The Parasite Syndicate, The Parasite Syndicate. Album Review.

Liverpool Sound and Vision Rating 9/10

What can be first viewed as parasitic, can actually be a mutual sounding board, the two way street of musical harmony wrapped up in a symbiotic relationship; for without someone playing the music that you like, you don’t keep them performing; the audience’s sometimes crude crocodile smile may ensnare some unfortunate bands, grab them so tight that they can hardly breathe but for The Parasite Syndicate and their self-titled debut album, the process is two way, obliterating, powerful and creatively devastating.
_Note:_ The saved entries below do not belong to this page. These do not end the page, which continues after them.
//! Repository port for messages and their read state.

use crate::chat::domain::{ConversationId, Message, MessageId, UserId};
use async_trait::async_trait;
use chrono::{DateTime, Utc};
use std::sync::Arc;
use thiserror::Error;

/// Result type for message repository operations.
pub type MessageRepositoryResult<T> = Result<T, MessageRepositoryError>;

/// A window over a conversation's messages, counted from the most recent.
#[derive(Debug, Clone, Copy, PartialEq, Eq)]
pub struct PageRequest {
    /// Maximum number of messages to return.
    pub limit: usize,
    /// Number of most recent messages to skip.
    pub offset: usize,
}

impl PageRequest {
    /// Creates a page request.
    #[must_use]
    pub const fn new(limit: usize, offset: usize) -> Self {
        Self { limit, offset }
    }
}

/// Message persistence contract.
///
/// Read-state updates must be conditional and atomic: a message transitions
/// to read at most once, and only for a reader who is not its sender.
#[async_trait]
pub trait MessageRepository: Send + Sync {
    /// Stores a new message.
    ///
    /// # Errors
    ///
    /// Returns [`MessageRepositoryError::DuplicateMessage`] when the
    /// identifier is taken.
    async fn store(&self, message: &Message) -> MessageRepositoryResult<()>;

    /// Finds a message by identifier.
    async fn find_by_id(&self, id: MessageId) -> MessageRepositoryResult<Option<Message>>;

    /// Returns one page of a conversation's messages, newest first.
    async fn page_newest_first(
        &self,
        conversation_id: ConversationId,
        page: PageRequest,
    ) -> MessageRepositoryResult<Vec<Message>>;

    /// Marks a message read for `reader` if it is unread and `reader` did not
    /// author it.
    ///
    /// Returns the updated message when this call performed the transition,
    /// or `None` when there was nothing to do.
    async fn mark_read(
        &self,
        id: MessageId,
        reader: UserId,
        read_at: DateTime<Utc>,
    ) -> MessageRepositoryResult<Option<Message>>;

    /// Marks every message in the conversation that is unread for `reader`
    /// as read, returning exactly the messages this call transitioned.
    async fn mark_conversation_read(
        &self,
        conversation_id: ConversationId,
        reader: UserId,
        read_at: DateTime<Utc>,
    ) -> MessageRepositoryResult<Vec<Message>>;

    /// Counts messages in the given conversations that `reader` did not
    /// author and has not read.
    async fn count_unread(
        &self,
        conversation_ids: &[ConversationId],
        reader: UserId,
    ) -> MessageRepositoryResult<u64>;
}

/// Errors returned by message repository implementations.
#[derive(Debug, Clone, Error)]
pub enum MessageRepositoryError {
    /// A message with the same identifier already exists.
    #[error("duplicate message identifier: {0}")]
    DuplicateMessage(MessageId),

    /// Persistence-layer failure.
    #[error("persistence error: {0}")]
    Persistence(Arc<dyn std::error::Error + Send + Sync>),
}

impl MessageRepositoryError {
    /// Wraps a persistence error.
    pub fn persistence(err: impl std::error::Error + Send + Sync + 'static) -> Self {
        Self::Persistence(Arc::new(err))
    }
}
The first punch of expression lands squarely, the listener is more than intrigued, the interest is manoeuvred into position and by the time that second Metal slap comes, the curiosity is flowering out of control. It is a brutal, it is sublime and the finish is controlled enough that it all feels as if the small bird sitting in the gaping jaw of listener expectation is not only removing the spoilt remains festering in the teeth but somehow has served up a splendid roast in return.

The five piece line up from Nottinghamshire and Derbyshire comprise of the rich but haunting vocals of Rich Ó’Donnchü and the band that supplies the frenzy that is like a hydrogen bomb waiting to go off. Robin Frazer, Joe Sammakia, Bret Richards and Stuart Dunlop all combine to make the sound intense, concentrated and powerful; it is the blast that is extreme, that is original and fulfilling.
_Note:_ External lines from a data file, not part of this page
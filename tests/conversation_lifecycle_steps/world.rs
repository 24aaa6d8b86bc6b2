//! Shared world state for conversation lifecycle BDD scenarios.

use std::collections::HashMap;
use std::sync::{Arc, Mutex, PoisonError};

use mockable::DefaultClock;
use rstest::fixture;
use tandem::{
    chat::{
        adapters::memory::{
            InMemoryConversationRepository, InMemoryMessageRepository, InMemoryUserDirectory,
        },
        domain::{ChatEvent, ConversationId, ConversationView, Message, UserId, UserSummary},
        ports::EventPublisher,
        services::{ChatResult, ChatService},
    },
    config::ChatConfig,
};

/// Event sink shared between the service and the scenario assertions.
#[derive(Debug, Default)]
pub struct EventLog {
    events: Mutex<Vec<ChatEvent>>,
}

impl EventLog {
    /// Returns a copy of every event published so far.
    pub fn snapshot(&self) -> Vec<ChatEvent> {
        self.events
            .lock()
            .unwrap_or_else(PoisonError::into_inner)
            .clone()
    }
}

impl EventPublisher for EventLog {
    fn publish(&self, event: ChatEvent) {
        self.events
            .lock()
            .unwrap_or_else(PoisonError::into_inner)
            .push(event);
    }
}

/// Service type used by the BDD world.
pub type TestChatService = ChatService<
    InMemoryConversationRepository,
    InMemoryMessageRepository,
    InMemoryUserDirectory,
    EventLog,
    DefaultClock,
>;

/// Scenario world for conversation lifecycle behaviour tests.
pub struct ConversationWorld {
    pub service: TestChatService,
    pub directory: Arc<InMemoryUserDirectory>,
    pub events: Arc<EventLog>,
    pub users: HashMap<String, UserId>,
    pub openings: Vec<ConversationView>,
    pub last_send: Option<ChatResult<Message>>,
}

impl ConversationWorld {
    /// Creates a world with an empty directory.
    #[must_use]
    pub fn new() -> Self {
        let directory = Arc::new(InMemoryUserDirectory::new());
        let events = Arc::new(EventLog::default());
        let service = ChatService::new(
            Arc::new(InMemoryConversationRepository::new()),
            Arc::new(InMemoryMessageRepository::new()),
            Arc::clone(&directory),
            Arc::clone(&events),
            Arc::new(DefaultClock),
            ChatConfig::default(),
        );
        Self {
            service,
            directory,
            events,
            users: HashMap::new(),
            openings: Vec::new(),
            last_send: None,
        }
    }

    /// Registers `name` in the directory.
    pub fn register(&mut self, name: &str) {
        let id = UserId::new();
        self.directory
            .insert(UserSummary::new(id, name, format!("{name}@example.com")));
        self.users.insert(name.to_owned(), id);
    }

    /// Resolves a scenario user name.
    ///
    /// # Errors
    ///
    /// Returns an error when the scenario never registered `name`.
    pub fn user(&self, name: &str) -> Result<UserId, eyre::Report> {
        self.users
            .get(name)
            .copied()
            .ok_or_else(|| eyre::eyre!("user {name} is not registered in this scenario"))
    }

    /// Returns the conversation most recently opened.
    ///
    /// # Errors
    ///
    /// Returns an error when no conversation has been opened yet.
    pub fn conversation_id(&self) -> Result<ConversationId, eyre::Report> {
        self.openings
            .last()
            .map(|view| view.conversation.id())
            .ok_or_else(|| eyre::eyre!("no conversation has been opened"))
    }
}

impl Default for ConversationWorld {
    fn default() -> Self {
        Self::new()
    }
}

/// Fixture that creates a new scenario world.
#[fixture]
pub fn world() -> ConversationWorld {
    ConversationWorld::default()
}

/// Runs an async operation within sync step definitions.
pub fn run_async<T>(future: impl std::future::Future<Output = T>) -> T {
    tokio::task::block_in_place(|| tokio::runtime::Handle::current().block_on(future))
}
In tracks such as All That We Have, Red Sky, Chakra and The Illusionist what comes across is a band who like for example Iron Maiden, Megadeth and Slayer before them; already know just what can be achieved, that the hard work, the sweat and the burning toil is there to keep them balanced and alive.

The Parasite Syndicate is immense, for a debut album of the genre it rides high in its esteem; this is not a release made in order to mess around with, it is the beating heart, the fix of music that is so readily needed and appreciated. This is a collective set to be a phenomenon.